HURREL - Die Jagdgenossenschaft und der Ortslandvolkverband kamen zusammen. Es wird überlegt, einen Defibrilator anzuschaffen. Er soll durch Spenden finanziert werden.
von Peter Biel
HURREL - Helmut Braun begrüßte als Vorsitzender des Ortslandvolkverbandes Hurrel am Montagabend im Landgasthaus Mehrings in Hurrel zahlreiche interessierte Mitglieder und Dorfbewohner zu einer „doppelten“ Jahreshauptversammlung. Mit am Vorstandstisch saßen ebenfalls Mitglieder der Hurreler Jagdgenossenschaft mit dem Vorsitzenden Ewald Haverkamp sowie Bezirksvorsteher Uwe Ramke sowie der Huder Ratsherr Günter Helmers (CDU).Haverkamp rief den Tagesordnungspunkt Neuwahlen auf.
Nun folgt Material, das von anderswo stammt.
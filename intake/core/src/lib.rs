// Copyright (c) 2026 100monkeys.ai
// SPDX-License-Identifier: AGPL-3.0
//! UDMT Intake Core
//!
//! Application lifecycle, wizard gating and REST surface for the UDMT
//! measurement-device application portal.
//!
//! # Architecture
//!
//! - **Layer:** Core System
//! - **Purpose:** Domain model, application services, persistence adapters and HTTP API

pub mod domain;
pub mod application;
pub mod infrastructure;
pub mod presentation;
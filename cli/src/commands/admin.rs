// Copyright (c) 2026 100monkeys.ai
// SPDX-License-Identifier: AGPL-3.0

use anyhow::Result;
use clap::Subcommand;
use colored::Colorize;

use udmt_core::domain::application::ApplicationStatus;

use crate::client::IntakeClient;
use crate::commands::app::status_label;

#[derive(Subcommand)]
pub enum AdminCommand {
    /// List every application
    List {
        /// Only show applications in this status (draft or submitted)
        #[arg(long, value_parser = parse_status)]
        status: Option<ApplicationStatus>,
    },
}

fn parse_status(value: &str) -> Result<ApplicationStatus, String> {
    value.parse().map_err(|e: udmt_core::domain::application::ApplicationError| e.to_string())
}

pub async fn handle_command(command: AdminCommand, client: IntakeClient) -> Result<()> {
    match command {
        AdminCommand::List { status } => list(&client, status).await,
    }
}

async fn list(client: &IntakeClient, status: Option<ApplicationStatus>) -> Result<()> {
    let applications = client.list_all(status).await?;

    if applications.is_empty() {
        println!("{}", "No applications found".yellow());
        return Ok(());
    }

    println!("{} applications:", applications.len());
    println!("{:<6} {:<11} {:<30} {:<28} {}", "ID", "STATUS", "PROJECT", "OWNER", "SUBMITTED");
    for entry in &applications {
        let application = &entry.application;
        println!(
            "{:<6} {:<11} {:<30} {:<28} {}",
            application.id,
            status_label(application.status),
            application.form_data.project_name().unwrap_or("(untitled)"),
            entry.owner.email,
            application
                .submitted_at
                .map(|t| t.format("%Y-%m-%d %H:%M").to_string())
                .unwrap_or_else(|| "-".to_string()),
        );
    }
    Ok(())
}

#[cfg(test)]
mod tests {
    use super::*;

    #[test]
    fn test_parse_status() {
        assert_eq!(parse_status("submitted"), Ok(ApplicationStatus::Submitted));
        assert!(parse_status("archived").is_err());
    }
}
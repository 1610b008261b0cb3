// Copyright (c) 2026 100monkeys.ai
// SPDX-License-Identifier: AGPL-3.0

//! Demo data for a fresh install:
//!
//! - `seed.demo_users`: admin and applicant accounts on an empty user table.
//! - `seed.sample_applications`: five applications for the demo applicants
//!   (three drafts, two submitted) when no application exists.

use crate::domain::application::{ApplicationStatus, NewApplication};
use crate::domain::audit::NewAuditEntry;
use crate::domain::credentials::CredentialHasher;
use crate::domain::form_data::FormData;
use crate::domain::principal::Role;
use crate::domain::repository::{ApplicationRepository, UserRepository};
use crate::domain::user::NewUser;
use crate::domain::wizard::{CERTIFICATION_COUNT, ELIGIBILITY_CHECK_COUNT};
use anyhow::{Context, Result};
use chrono::{DateTime, Utc};
use serde_json::{json, Value};
use tracing::{info, warn};

pub struct DemoAccount {
    pub email: &'static str,
    pub password: &'static str,
    pub name: &'static str,
    pub role: Role,
}

pub const DEMO_ACCOUNTS: [DemoAccount; 3] = [
    DemoAccount {
        email: "admin@example.com",
        password: "admin123",
        name: "Admin User",
        role: Role::Admin,
    },
    DemoAccount {
        email: "applicantA@example.com",
        password: "user123",
        name: "Applicant A",
        role: Role::User,
    },
    DemoAccount {
        email: "applicantB@example.com",
        password: "user123",
        name: "Applicant B",
        role: Role::User,
    },
];

/// Insert the demo accounts unless any user exists. Returns how many were
/// created.
pub async fn seed_demo_users(users: &dyn UserRepository, hasher: &dyn CredentialHasher) -> Result<usize> {
    if users.count().await.context("Failed to count users")? > 0 {
        return Ok(0);
    }

    info!("Seeding initial users...");
    for account in &DEMO_ACCOUNTS {
        let password_hash = hasher.hash(account.password).await?;
        users
            .insert(NewUser {
                email: account.email.to_string(),
                name: account.name.to_string(),
                role: account.role,
                password_hash,
                created_at: Utc::now(),
            })
            .await
            .with_context(|| format!("Failed to seed {}", account.email))?;
        info!(email = account.email, role = account.role.as_str(), "Demo user created");
    }

    Ok(DEMO_ACCOUNTS.len())
}

struct SampleApplication {
    owner_email: &'static str,
    status: ApplicationStatus,
    created_at: &'static str,
    updated_at: &'static str,
    form_data: Value,
}

fn applicant_a_contact() -> Value {
    json!({
        "name": "John Smith",
        "title": "Water Manager",
        "phone": "(435) 722-5555",
        "email": "applicantA@example.com",
        "mailingAddress": "123 River Road, Roosevelt, UT 84066"
    })
}

fn applicant_b_contact() -> Value {
    json!({
        "name": "Sarah Johnson",
        "title": "Irrigation District Manager",
        "phone": "(435) 587-3456",
        "email": "applicantB@example.com",
        "mailingAddress": "456 Canal Street, Monticello, UT 84535"
    })
}

fn sample_applications() -> Vec<SampleApplication> {
    let eligible = vec![true; ELIGIBILITY_CHECK_COUNT];
    let certified = vec![true; CERTIFICATION_COUNT];

    vec![
        SampleApplication {
            owner_email: "applicantA@example.com",
            status: ApplicationStatus::Draft,
            created_at: "2025-09-15T10:30:00Z",
            updated_at: "2025-10-05T14:22:00Z",
            form_data: json!({
                "eligibilityChecks": eligible,
                "primaryContact": applicant_a_contact(),
                "projectType": "New Installation",
                "projectName": "Green River Diversion Telemetry",
                "deviceType": "Parshall Flume with Ultrasonic Sensor",
                "deviceSize": "3-foot throat width",
                "waterBodyName": "Green River",
                "structureType": "Diversion Canal",
                "flowRate": 25.5,
                "latitude": 40.2991,
                "longitude": -109.9893,
                "transbasinDiversion": "no",
                "waterRightNumber": "WR-12345",
                "waterRightFlowRate": "25.5 CFS",
                "waterRightOwner": "Green River Irrigation Company",
                "pointOfDiversion": "NE 1/4, Section 12, T4S, R6E"
            }),
        },
        SampleApplication {
            owner_email: "applicantA@example.com",
            status: ApplicationStatus::Submitted,
            created_at: "2025-08-20T09:15:00Z",
            updated_at: "2025-09-28T16:45:00Z",
            form_data: json!({
                "eligibilityChecks": eligible,
                "primaryContact": applicant_a_contact(),
                "projectType": "Upgrade/Replacement",
                "projectName": "Duchesne River Flow Meter Installation",
                "deviceType": "Electromagnetic Flow Meter",
                "deviceSize": "24-inch",
                "waterBodyName": "Duchesne River",
                "structureType": "Headgate",
                "flowRate": 45.0,
                "latitude": 40.1633,
                "longitude": -110.4026,
                "transbasinDiversion": "no",
                "waterRightNumber": "WR-67890",
                "waterRightFlowRate": "45.0 CFS",
                "waterRightOwner": "Duchesne Water Users Association",
                "pointOfDiversion": "SW 1/4, Section 8, T3S, R4W",
                "certifications": certified
            }),
        },
        SampleApplication {
            owner_email: "applicantB@example.com",
            status: ApplicationStatus::Draft,
            created_at: "2025-09-10T11:20:00Z",
            updated_at: "2025-09-15T13:10:00Z",
            form_data: json!({
                "eligibilityChecks": eligible,
                "primaryContact": applicant_b_contact(),
                "projectType": "New Installation",
                "projectName": "Price River Measurement Device",
                "deviceType": "Cutthroat Flume",
                "deviceSize": "4-foot",
                "waterBodyName": "Price River",
                "structureType": "Diversion Structure",
                "flowRate": 18.2,
                "latitude": 39.7452,
                "longitude": -110.7821,
                "transbasinDiversion": "yes",
                "waterRightNumber": "WR-11223",
                "waterRightFlowRate": "18.2 CFS"
            }),
        },
        SampleApplication {
            owner_email: "applicantB@example.com",
            status: ApplicationStatus::Submitted,
            created_at: "2025-07-05T08:00:00Z",
            updated_at: "2025-08-12T15:30:00Z",
            form_data: json!({
                "eligibilityChecks": eligible,
                "primaryContact": applicant_b_contact(),
                "projectType": "New Installation",
                "projectName": "San Juan River Telemetry System",
                "deviceType": "Parshall Flume with Pressure Transducer",
                "deviceSize": "5-foot throat",
                "waterBodyName": "San Juan River",
                "structureType": "Canal Headgate",
                "flowRate": 32.8,
                "latitude": 37.2753,
                "longitude": -109.5498,
                "transbasinDiversion": "no",
                "waterRightNumber": "WR-44556",
                "waterRightFlowRate": "32.8 CFS",
                "waterRightOwner": "San Juan Water Conservancy District",
                "pointOfDiversion": "NW 1/4, Section 22, T12S, R8E",
                "certifications": certified
            }),
        },
        SampleApplication {
            owner_email: "applicantA@example.com",
            status: ApplicationStatus::Draft,
            created_at: "2025-10-01T14:00:00Z",
            updated_at: "2025-10-03T10:15:00Z",
            form_data: json!({
                "eligibilityChecks": eligible,
                "primaryContact": applicant_a_contact(),
                "projectType": "Self-Install",
                "projectName": "Strawberry River Monitor Upgrade",
                "deviceType": "Acoustic Doppler Velocity Meter",
                "waterBodyName": "Strawberry River"
            }),
        },
    ]
}

fn timestamp(value: &str) -> Result<DateTime<Utc>> {
    value
        .parse::<DateTime<Utc>>()
        .with_context(|| format!("Invalid sample timestamp {}", value))
}

/// Insert the sample applications unless any application exists. Each one
/// gets a single audit entry: `submitted` at its submission time, otherwise
/// `created` at its creation time. Returns how many were created.
pub async fn seed_sample_applications(
    users: &dyn UserRepository,
    applications: &dyn ApplicationRepository,
) -> Result<usize> {
    if !applications
        .list_all(None)
        .await
        .context("Failed to list applications")?
        .is_empty()
    {
        return Ok(0);
    }

    let samples = sample_applications();
    let mut owners = Vec::with_capacity(samples.len());
    for sample in &samples {
        match users.find_by_email(sample.owner_email).await? {
            Some(user) => owners.push(user.principal()),
            None => {
                warn!(email = sample.owner_email, "Demo applicant missing, skipping sample applications");
                return Ok(0);
            }
        }
    }

    info!("Seeding sample applications...");
    let mut tx = applications.begin().await?;
    for (sample, owner) in samples.into_iter().zip(&owners) {
        let created_at = timestamp(sample.created_at)?;
        let updated_at = timestamp(sample.updated_at)?;
        let form_data = FormData::from_value(sample.form_data).context("Invalid sample form data")?;

        let mut application = tx.insert(NewApplication::draft(owner.id, form_data, created_at)).await?;
        let audit = match sample.status {
            ApplicationStatus::Submitted => {
                application.submit(updated_at)?;
                NewAuditEntry::submitted(application.id, owner, updated_at)
            }
            ApplicationStatus::Draft => {
                application.touch(updated_at);
                NewAuditEntry::created(application.id, owner, created_at)
            }
        };
        tx.save(&application).await?;
        tx.append_audit(audit).await?;
    }
    tx.commit().await?;

    info!(count = owners.len(), "Sample applications created");
    Ok(owners.len())
}

#[cfg(test)]
mod tests {
    use super::*;
    use crate::domain::audit::AuditAction;
    use crate::domain::wizard::all_steps_complete;
    use crate::infrastructure::password::Argon2CredentialHasher;
    use crate::infrastructure::repositories::InMemoryStore;

    async fn seeded_users() -> InMemoryStore {
        let store = InMemoryStore::new();
        let hasher = Argon2CredentialHasher::with_params(8, 1, 1).unwrap();
        seed_demo_users(&store, &hasher).await.unwrap();
        store
    }

    #[tokio::test]
    async fn test_seeds_once() {
        let store = InMemoryStore::new();
        let hasher = Argon2CredentialHasher::with_params(8, 1, 1).unwrap();

        assert_eq!(seed_demo_users(&store, &hasher).await.unwrap(), 3);
        assert_eq!(seed_demo_users(&store, &hasher).await.unwrap(), 0);
        assert_eq!(store.count().await.unwrap(), 3);

        let admin = store.find_by_email("admin@example.com").await.unwrap().unwrap();
        assert_eq!(admin.role, Role::Admin);
        assert!(hasher.verify(&admin.password_hash, "admin123").await);
    }

    #[tokio::test]
    async fn test_sample_applications_are_seeded_once_with_audit() {
        let store = seeded_users().await;

        assert_eq!(seed_sample_applications(&store, &store).await.unwrap(), 5);
        assert_eq!(seed_sample_applications(&store, &store).await.unwrap(), 0);

        let all = store.list_all(None).await.unwrap();
        assert_eq!(all.len(), 5);
        // Newest update first
        assert_eq!(all[0].application.form_data.project_name(), Some("Green River Diversion Telemetry"));

        let submitted = store.list_all(Some(ApplicationStatus::Submitted)).await.unwrap();
        assert_eq!(submitted.len(), 2);
        for entry in &submitted {
            let application = &entry.application;
            assert_eq!(application.submitted_at, Some(application.updated_at));
            assert!(all_steps_complete(&application.form_data));

            let trail = store.audit_trail(application.id).await.unwrap();
            assert_eq!(trail.len(), 1);
            assert_eq!(trail[0].action, AuditAction::Submitted);
            assert_eq!(trail[0].user_id, application.owner_id);
        }

        let drafts = store.list_all(Some(ApplicationStatus::Draft)).await.unwrap();
        assert_eq!(drafts.len(), 3);
        for entry in &drafts {
            assert!(entry.application.submitted_at.is_none());
            let trail = store.audit_trail(entry.application.id).await.unwrap();
            assert_eq!(trail[0].action, AuditAction::Created);
            assert_eq!(trail[0].timestamp, entry.application.created_at);
        }

        let owners: Vec<&str> = all.iter().map(|e| e.owner.email.as_str()).collect();
        assert_eq!(owners.iter().filter(|e| **e == "applicantB@example.com").count(), 2);
    }

    #[tokio::test]
    async fn test_sample_applications_need_demo_applicants() {
        let store = InMemoryStore::new();
        assert_eq!(seed_sample_applications(&store, &store).await.unwrap(), 0);
        assert!(store.list_all(None).await.unwrap().is_empty());
    }
}
// Copyright (c) 2026 100monkeys.ai
// SPDX-License-Identifier: AGPL-3.0

//! # Wizard Steps
//!
//! The fixed eight-step catalog of the application wizard and the
//! completion predicate of every step. Predicates are pure and total: they
//! never fail, and anything missing simply reads as incomplete.
//!
//! Navigation gating lives in
//! [`crate::application::wizard::WizardController`]; this module only
//! answers "is step N complete for this form?".

use crate::domain::form_data::{fields, FormData};
use serde::{Deserialize, Serialize};
use serde_json::Value;
use std::fmt;

/// Number of attestations on the eligibility page.
pub const ELIGIBILITY_CHECK_COUNT: usize = 12;

/// Number of certifications on the review page.
pub const CERTIFICATION_COUNT: usize = 7;

/// `projectType` value selected for self-installed devices.
pub const SELF_INSTALL_PROJECT_TYPE: &str = "Self Install";

/// Legacy numeric code for the self-install project type.
const SELF_INSTALL_PROJECT_CODE: i64 = 4;

#[derive(Debug, Clone, Copy, PartialEq, Eq, Hash, PartialOrd, Ord, Serialize, Deserialize)]
#[serde(rename_all = "snake_case")]
pub enum WizardStep {
    Welcome,
    Eligibility,
    Applicant,
    Project,
    Location,
    WaterRights,
    SelfInstall,
    Review,
}

impl WizardStep {
    pub const ALL: [WizardStep; 8] = [
        WizardStep::Welcome,
        WizardStep::Eligibility,
        WizardStep::Applicant,
        WizardStep::Project,
        WizardStep::Location,
        WizardStep::WaterRights,
        WizardStep::SelfInstall,
        WizardStep::Review,
    ];

    pub const FIRST: WizardStep = WizardStep::Welcome;
    pub const LAST: WizardStep = WizardStep::Review;

    /// 1-based position in the wizard.
    pub fn ordinal(self) -> u8 {
        self as u8 + 1
    }

    pub fn from_ordinal(ordinal: u8) -> Option<Self> {
        Self::ALL.get(usize::from(ordinal).checked_sub(1)?).copied()
    }

    pub fn display_name(self) -> &'static str {
        match self {
            WizardStep::Welcome => "Welcome",
            WizardStep::Eligibility => "Eligibility",
            WizardStep::Applicant => "Applicant",
            WizardStep::Project => "Project",
            WizardStep::Location => "Location & Photos",
            WizardStep::WaterRights => "Water Rights",
            WizardStep::SelfInstall => "Self-Install",
            WizardStep::Review => "Review & Submit",
        }
    }

    /// Next step, clamped at the last one.
    pub fn next(self) -> Self {
        Self::from_ordinal(self.ordinal() + 1).unwrap_or(Self::LAST)
    }

    /// Previous step, clamped at the first one.
    pub fn previous(self) -> Self {
        self.ordinal()
            .checked_sub(1)
            .and_then(Self::from_ordinal)
            .unwrap_or(Self::FIRST)
    }

    /// Welcome and Eligibility can always be opened; everything after them
    /// waits for the eligibility checklist.
    pub fn is_always_reachable(self) -> bool {
        self <= WizardStep::Eligibility
    }

    pub fn is_complete(self, data: &FormData) -> bool {
        match self {
            WizardStep::Welcome => true,
            WizardStep::Eligibility => eligibility_satisfied(data),
            WizardStep::Applicant => applicant_complete(data),
            WizardStep::Project => {
                data.has_value(fields::PROJECT_TYPE)
                    && data.has_value(fields::PROJECT_NAME)
                    && data.has_value(fields::WATER_BODY_NAME)
            }
            WizardStep::Location => {
                data.has_value(fields::LATITUDE)
                    && data.has_value(fields::LONGITUDE)
                    && data.is_defined(fields::TRANSBASIN_DIVERSION)
            }
            WizardStep::WaterRights => {
                data.has_value(fields::WATER_RIGHT_NUMBER)
                    && data.has_value(fields::WATER_RIGHT_FLOW_RATE)
            }
            WizardStep::SelfInstall => self_install_complete(data),
            WizardStep::Review => {
                checklist_complete(data, fields::CERTIFICATIONS, CERTIFICATION_COUNT)
            }
        }
    }
}

impl fmt::Display for WizardStep {
    fn fmt(&self, f: &mut fmt::Formatter<'_>) -> fmt::Result {
        write!(f, "{}. {}", self.ordinal(), self.display_name())
    }
}

/// Completion check by ordinal. Ordinals outside 1..=8 are never complete.
pub fn is_step_complete(ordinal: u8, data: &FormData) -> bool {
    WizardStep::from_ordinal(ordinal).is_some_and(|step| step.is_complete(data))
}

pub fn all_steps_complete(data: &FormData) -> bool {
    WizardStep::ALL.iter().all(|step| step.is_complete(data))
}

/// All twelve eligibility attestations are checked.
pub fn eligibility_satisfied(data: &FormData) -> bool {
    checklist_complete(data, fields::ELIGIBILITY_CHECKS, ELIGIBILITY_CHECK_COUNT)
}

fn checklist_complete(data: &FormData, key: &str, expected_len: usize) -> bool {
    data.checklist(key)
        .is_some_and(|checks| checks.len() == expected_len && checks.iter().all(|c| *c))
}

fn applicant_complete(data: &FormData) -> bool {
    use fields::contact;

    let Some(primary) = data.section(fields::PRIMARY_CONTACT) else {
        return false;
    };
    [contact::NAME, contact::PHONE, contact::MAILING_ADDRESS, contact::EMAIL]
        .iter()
        .all(|key| primary.get(*key).is_some_and(crate::domain::form_data::has_value))
}

fn self_install_complete(data: &FormData) -> bool {
    if !data.get(fields::PROJECT_TYPE).is_some_and(is_self_install) {
        return true;
    }
    let design_docs = data.is_defined(fields::HAS_DESIGN_DOCS)
        || data.is_defined(fields::HAS_DESIGN_DOCUMENTS);
    design_docs && data.is_defined(fields::HAS_COST_ESTIMATE)
}

fn is_self_install(project_type: &Value) -> bool {
    match project_type {
        Value::String(s) => {
            s == SELF_INSTALL_PROJECT_TYPE || s.parse::<i64>() == Ok(SELF_INSTALL_PROJECT_CODE)
        }
        Value::Number(n) => n.as_i64() == Some(SELF_INSTALL_PROJECT_CODE),
        _ => false,
    }
}

/// Completion flags for all eight steps, recomputed as a unit whenever the
/// form changes.
#[derive(Debug, Clone, Copy, PartialEq, Eq, Default, Serialize, Deserialize)]
pub struct StepCompletion([bool; 8]);

impl StepCompletion {
    pub fn evaluate(data: &FormData) -> Self {
        let mut flags = [false; 8];
        for (flag, step) in flags.iter_mut().zip(WizardStep::ALL) {
            *flag = step.is_complete(data);
        }
        Self(flags)
    }

    pub fn is_complete(&self, step: WizardStep) -> bool {
        self.0[usize::from(step.ordinal() - 1)]
    }

    pub fn all_complete(&self) -> bool {
        self.0.iter().all(|c| *c)
    }

    pub fn incomplete_steps(&self) -> Vec<WizardStep> {
        WizardStep::ALL
            .into_iter()
            .filter(|step| !self.is_complete(*step))
            .collect()
    }

    pub fn as_slice(&self) -> &[bool] {
        &self.0
    }
}

#[cfg(test)]
mod tests {
    use super::*;
    use serde_json::json;

    fn form(value: Value) -> FormData {
        FormData::from_value(value).unwrap()
    }

    fn complete_form() -> FormData {
        form(json!({
            "eligibilityChecks": vec![true; ELIGIBILITY_CHECK_COUNT],
            "primaryContact": {
                "name": "John Smith",
                "phone": "(435) 722-5555",
                "mailingAddress": "123 River Road, Roosevelt, UT 84066",
                "email": "applicantA@example.com"
            },
            "projectType": "New Installation",
            "projectName": "Green River Diversion Telemetry",
            "waterBodyName": "Green River",
            "latitude": 40.2991,
            "longitude": -109.9893,
            "transbasinDiversion": "no",
            "waterRightNumber": "WR-12345",
            "waterRightFlowRate": "25.5 CFS",
            "certifications": vec![true; CERTIFICATION_COUNT]
        }))
    }

    #[test]
    fn test_ordinals_round_trip_through_catalog() {
        for step in WizardStep::ALL {
            assert_eq!(WizardStep::from_ordinal(step.ordinal()), Some(step));
        }
        assert_eq!(WizardStep::from_ordinal(0), None);
        assert_eq!(WizardStep::from_ordinal(9), None);
    }

    #[test]
    fn test_next_and_previous_clamp() {
        assert_eq!(WizardStep::Review.next(), WizardStep::Review);
        assert_eq!(WizardStep::Welcome.previous(), WizardStep::Welcome);
        assert_eq!(WizardStep::Project.next(), WizardStep::Location);
        assert_eq!(WizardStep::Project.previous(), WizardStep::Applicant);
    }

    #[test]
    fn test_welcome_is_always_complete() {
        assert!(is_step_complete(1, &FormData::new()));
    }

    #[test]
    fn test_unknown_ordinals_are_incomplete() {
        let data = complete_form();
        assert!(!is_step_complete(0, &data));
        assert!(!is_step_complete(9, &data));
    }

    #[test]
    fn test_eligibility_requires_exactly_twelve_true_checks() {
        let all_true = form(json!({ "eligibilityChecks": vec![true; 12] }));
        assert!(is_step_complete(2, &all_true));

        let too_short = form(json!({ "eligibilityChecks": vec![true; 6] }));
        assert!(!is_step_complete(2, &too_short));

        let too_long = form(json!({ "eligibilityChecks": vec![true; 13] }));
        assert!(!is_step_complete(2, &too_long));

        let mut one_false = vec![true; 12];
        one_false[7] = false;
        let one_false = form(json!({ "eligibilityChecks": one_false }));
        assert!(!is_step_complete(2, &one_false));

        assert!(!is_step_complete(2, &FormData::new()));
    }

    #[test]
    fn test_applicant_requires_all_contact_fields() {
        let mut data = complete_form();
        assert!(is_step_complete(3, &data));

        data.insert(
            "primaryContact",
            json!({ "name": "John", "phone": "", "mailingAddress": "x", "email": "y" }),
        );
        assert!(!is_step_complete(3, &data));

        data.insert("primaryContact", json!("not an object"));
        assert!(!is_step_complete(3, &data));
    }

    #[test]
    fn test_project_requires_type_name_and_water_body() {
        let mut data = complete_form();
        assert!(is_step_complete(4, &data));
        data.insert("waterBodyName", json!(""));
        assert!(!is_step_complete(4, &data));
    }

    #[test]
    fn test_location_rejects_empty_string_transbasin() {
        let mut data = complete_form();
        assert!(is_step_complete(5, &data));

        data.insert("transbasinDiversion", json!(""));
        assert!(!is_step_complete(5, &data));

        data.insert("transbasinDiversion", json!(false));
        assert!(is_step_complete(5, &data));

        data.insert("latitude", Value::Null);
        assert!(!is_step_complete(5, &data));
    }

    #[test]
    fn test_water_rights_requires_number_and_flow_rate() {
        let mut data = complete_form();
        assert!(is_step_complete(6, &data));
        data.insert("waterRightFlowRate", Value::Null);
        assert!(!is_step_complete(6, &data));
    }

    #[test]
    fn test_self_install_only_required_for_self_install_projects() {
        let data = complete_form();
        assert!(is_step_complete(7, &data));

        let mut self_install = complete_form();
        self_install.insert("projectType", json!(SELF_INSTALL_PROJECT_TYPE));
        assert!(!is_step_complete(7, &self_install));

        self_install.insert("hasDesignDocs", json!("yes"));
        assert!(!is_step_complete(7, &self_install));

        self_install.insert("hasCostEstimate", json!("no"));
        assert!(is_step_complete(7, &self_install));

        self_install.insert("hasCostEstimate", json!(""));
        assert!(!is_step_complete(7, &self_install));
    }

    #[test]
    fn test_self_install_accepts_numeric_code_and_legacy_field_name() {
        let mut data = complete_form();
        data.insert("projectType", json!(4));
        assert!(!is_step_complete(7, &data));

        data.insert("hasDesignDocuments", json!(true));
        data.insert("hasCostEstimate", json!(false));
        assert!(is_step_complete(7, &data));
    }

    #[test]
    fn test_review_requires_all_seven_certifications() {
        let mut data = complete_form();
        assert!(is_step_complete(8, &data));

        data.insert("certifications", json!(vec![true; 6]));
        assert!(!is_step_complete(8, &data));

        data.insert("certifications", json!([true, true, true, false, true, true, true]));
        assert!(!is_step_complete(8, &data));
    }

    #[test]
    fn test_all_steps_complete_is_conjunction() {
        let data = complete_form();
        assert!(all_steps_complete(&data));
        assert!(StepCompletion::evaluate(&data).all_complete());

        let mut missing_cert = data.clone();
        missing_cert.insert("certifications", json!([]));
        assert!(!all_steps_complete(&missing_cert));
        assert_eq!(
            StepCompletion::evaluate(&missing_cert).incomplete_steps(),
            vec![WizardStep::Review]
        );
    }

    #[test]
    fn test_empty_form_only_completes_welcome() {
        let completion = StepCompletion::evaluate(&FormData::new());
        assert_eq!(completion.as_slice(), &[true, false, false, false, false, false, true, false]);
    }
}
Er selbst trat nach über 30-jähriger Tätigkeit als Vorsitzender der Jagdgenossenschaft nicht mehr als Kandidat an. Heinz Brinkmann übt nun das Amt nach einstimmiger Wahl aus. Heiko Pflug als Schriftführer sowie Henning Strudthoff als Kassenführer wurden ohne Gegenstimmen für die kommenden vier Jahre bestätigt. Die Mitglieder beschlossen, die Ausrichtung des Grillfestes am „Brink“ zu einer festen Einrichtung im Veranstaltungskalender werden zu lassen. Um kurz vor 22 Uhr eröffnete Helmut Braun die Jahreshauptversammlung seiner Organisation. Auch hier erfolgten Jahresrückblick mit Bericht von Kassenwart Gerold Sparke und einstimmiger Entlastung des Vorstandes, zu dem noch der 2. Vorsitzende Wilfried Wieting gehört. Mit Blick auf 2006 beleuchtete der Vorsitzende die Marktsituation bei der Schweinemast, wies auf zu erwartende große Impulse aus Fernost im Nahrungsmittelbereich hin, stellte fest, dass die Geflügelproduzenten sich nach der
„Vogelgrippe“ wieder gefangen haben und betrachtete die Biogas-Großanlagen, für die riesige Mengen an Mais angebaut werden müssen, mit gemischten Gefühlen.
Ratsherr Helmers informierte ausführlich über Fördermöglichkeiten des Dorferneuerungsprogramms, das in Hurrel jetzt zunächst im Dorf diskutiert und Ende Juni in einer Sitzung noch einmal besprochen werden soll. Auch Bezirksvorsteher Uwe Ramke legte Rechenschaft über die von ihm getätigten Ausgaben ab und bedankte sich bei vielen Helfern für ihre Unterstützung.
Der Huder Arzt Jörg Lencer beschrieb zu Beginn der Veranstaltung den lebensrettenden Einsatz eines Defibrilators (medizinisches Gerät, das mit Stromstößen arbeitet), den die Dorfgemeinschaft für rund 1650 Euro anschaffen möchte. Es ist geplant, das Gerät durch Spenden zu finanzieren.